We verify this next with our simulated data:
head(x)
## [,1] [,2] [,3] [,4]
## [1,] 0.66310780 0.9374838 0.75646691 1.4784750
## [2,] 1.79375299 1.2948389 2.38988148 2.2699178
## [3,] 0.38013167 -0.8722642 0.33391841 -0.5987544
## [4,] -0.02921166 0.1167126 -0.67462429 0.6929755
## [5,] 0.83084376 -0.8339335 -0.07134439 -0.7898326
## [6,] -1.94323512 -0.7229310 -0.11062696 -0.5152638
dv<-c(x[,1],x[,2],x[,3],x[,4])
cond<-factor(rep(letters[1:4],each=samplesize))
contrasts(cond)<-t(cntrsts)
contrasts(cond)
## ME1 ME2 Int
## a 1 1 1
## b 1 -1 -1
## c -1 1 -1
## d -1 -1 1
subj<-rep(1:samplesize,4)
dat<-data.frame(subj,cond,dv)
library(lme4)
## Loading required package: Matrix
me1<-ifelse(dat$cond%in%c("a","b"),1,-1)
me2<-ifelse(dat$cond%in%c("a","c"),1,-1)
int<-me1*me2
summary(lmer(dv~me1+me2+int+(1|subj),dat))
## Linear mixed model fit by REML ['lmerMod']
## Formula: dv ~ me1 + me2 + int + (1 | subj)
## Data: dat
##
## REML criterion at convergence: 127.6
##
## Scaled residuals:
## Min 1Q Median 3Q Max
## -1.90187 -0.60083 0.04319 0.64841 1.78553
##
## Random effects:
## Groups Name Variance Std.Dev.
## subj (Intercept) 0.5 0.7071
## Residual 0.5 0.7071
## Number of obs: 48, groups: subj, 12
##
## Fixed effects:
## Estimate Std. Error t value
## (Intercept) 0.3000 0.2282 1.314
## me1 -0.0500 0.1021 -0.490
## me2 0.1500 0.1021 1.470
## int -0.1000 0.1021 -0.980
##
## Correlation of Fixed Effects:
## (Intr) me1 me2
## me1 0.000
## me2 0.000 0.000
## int 0.000 0.000 0.000
We now compute the main effects and interactions using the above contrast coding, repeated below:
contrasts(cond)
## ME1 ME2 Int
## a 1 1 1
## b 1 -1 -1
## c -1 1 -1
## d -1 -1 1
The main effect I computed matches the main effect in lme4:
round(t.test((x[,1]+x[,2]),(x[,3]+x[,4]),paired=TRUE)$statistic,2)
## t
## -0.49
The main effect II also matches lmer output:
round(t.test((x[,1]+x[,3]),(x[,2]+x[,4]),paired=TRUE)$statistic,2)
## t
## 1.47
The interaction can be written in two ways, as I discussed above: \((X_1 - X_2) - (X_3 - X_4) = (X_1 + X_4) - (X_2 + X_3)\).

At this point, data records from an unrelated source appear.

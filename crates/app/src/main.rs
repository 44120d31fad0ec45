mod settings;

use anyhow::Context;
use chan_core::common::{Instrument, TimeFrame};
use chan_core::market::entity::Bar;
use chan_manager::registry::ContextKey;
use chan_manager::scanner::{ScanJob, Scanner};
use settings::Settings;
use std::path::Path;
use std::sync::Arc;
use tracing::{info, warn};
use tracing_subscriber::EnvFilter;

/// # Summary
/// 从文件名 `{symbol}_{timeframe}.json` 解析上下文身份。
fn parse_key(path: &Path) -> Option<ContextKey> {
    if path.extension().and_then(|e| e.to_str()) != Some("json") {
        return None;
    }
    let stem = path.file_stem()?.to_str()?;
    let (symbol, tf) = stem.rsplit_once('_')?;
    let timeframe: TimeFrame = tf.parse().ok()?;
    Some(ContextKey::new(Instrument::new(symbol), timeframe))
}

/// # Summary
/// 读取数据目录下的全部 K 线文件。
///
/// # Logic
/// 1. 文件名无法解析的跳过并告警。
/// 2. 文件内容为按时间排序的 `Bar` JSON 数组。
/// 3. 结果按身份排序，保证扫描输出稳定。
async fn load_jobs(dir: &Path) -> anyhow::Result<Vec<ScanJob>> {
    let mut jobs = Vec::new();
    let mut entries = tokio::fs::read_dir(dir)
        .await
        .with_context(|| format!("Failed to read data dir {}", dir.display()))?;
    while let Some(entry) = entries.next_entry().await? {
        let path = entry.path();
        let Some(key) = parse_key(&path) else {
            warn!("Skipping {}: expected {{symbol}}_{{timeframe}}.json", path.display());
            continue;
        };
        let text = tokio::fs::read_to_string(&path).await?;
        let bars: Vec<Bar> = serde_json::from_str(&text)
            .with_context(|| format!("Invalid bar file {}", path.display()))?;
        jobs.push(ScanJob { key, bars });
    }
    jobs.sort_by(|a, b| {
        (&a.key.instrument.symbol, a.key.timeframe)
            .cmp(&(&b.key.instrument.symbol, b.key.timeframe))
    });
    Ok(jobs)
}

/// # Summary
/// 应用启动入口：加载配置与 K 线文件，批量扫描近期买点并以 JSON 输出。
///
/// # Logic
/// 1. 初始化日志，默认级别 `info`，可由 `RUST_LOG` 覆盖。
/// 2. 加载分层配置并创建扫描器 (配置非法时在此失败)。
/// 3. 扫描在阻塞线程上执行；收到 Ctrl-C 时发出取消，等待工作线程在两次喂数之间退出。
/// 4. 将命中写到标准输出。
#[tokio::main]
async fn main() -> anyhow::Result<()> {
    tracing_subscriber::fmt()
        .with_env_filter(
            EnvFilter::try_from_default_env().unwrap_or_else(|_| EnvFilter::new("info")),
        )
        .init();
    info!("Chan scanner starting...");

    let settings = Settings::load().context("Failed to load settings")?;
    let scanner = Arc::new(Scanner::new(
        settings.chan.clone(),
        settings.scan.threads,
        settings.scan.recent_window,
    )?);
    let jobs = load_jobs(&settings.scan.data_dir).await?;
    info!("Loaded {} series from {}", jobs.len(), settings.scan.data_dir.display());

    let cancel = scanner.cancel_token();
    let worker = {
        let scanner = scanner.clone();
        tokio::task::spawn_blocking(move || scanner.scan(&jobs))
    };
    tokio::pin!(worker);

    let report = tokio::select! {
        res = &mut worker => res?,
        _ = tokio::signal::ctrl_c() => {
            warn!("Shutdown signal received. Cancelling scan...");
            cancel.cancel();
            worker.await?
        }
    };

    println!("{}", serde_json::to_string_pretty(&report.hits)?);
    if report.cancelled > 0 {
        warn!("{} series were not scanned due to cancellation", report.cancelled);
    }
    info!(
        "Scan complete: {} ok, {} failed, {} hits",
        report.success,
        report.failures.len(),
        report.hits.len()
    );
    Ok(())
}

#[cfg(test)]
mod tests {
    use super::*;
    use std::path::PathBuf;

    #[test]
    fn test_parse_key_from_file_name() {
        let key = parse_key(&PathBuf::from("data/sz.000001_1d.json")).unwrap();
        assert_eq!(key.instrument.symbol, "sz.000001");
        assert_eq!(key.timeframe, TimeFrame::Day1);

        let key = parse_key(&PathBuf::from("BRK_B_60m.json")).unwrap();
        assert_eq!(key.instrument.symbol, "BRK_B");
        assert_eq!(key.timeframe, TimeFrame::Minute60);

        assert!(parse_key(&PathBuf::from("AAPL_2h.json")).is_none());
        assert!(parse_key(&PathBuf::from("AAPL_1d.csv")).is_none());
        assert!(parse_key(&PathBuf::from("AAPL.json")).is_none());
    }
}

round(t.test((x[,1]+x[,4]),(x[,2]+x[,3]),paired=TRUE)$statistic,2)
## t
## -0.98
Note that the paired t-test corresponding to the linear mixed model can also be written as a difference of differences:
round(t.test((x[,1]-x[,2]),(x[,3]-x[,4]),paired=TRUE)$statistic,2)
## t
## -0.98
Conclusion
The ANOVA contrast coding in the linear mixed model can be decomposed into a series of paired t-tests, all of which have the same standard error in the denominator of the t-test. Only the magnitudes of the main effects and interactions determine the power you will need.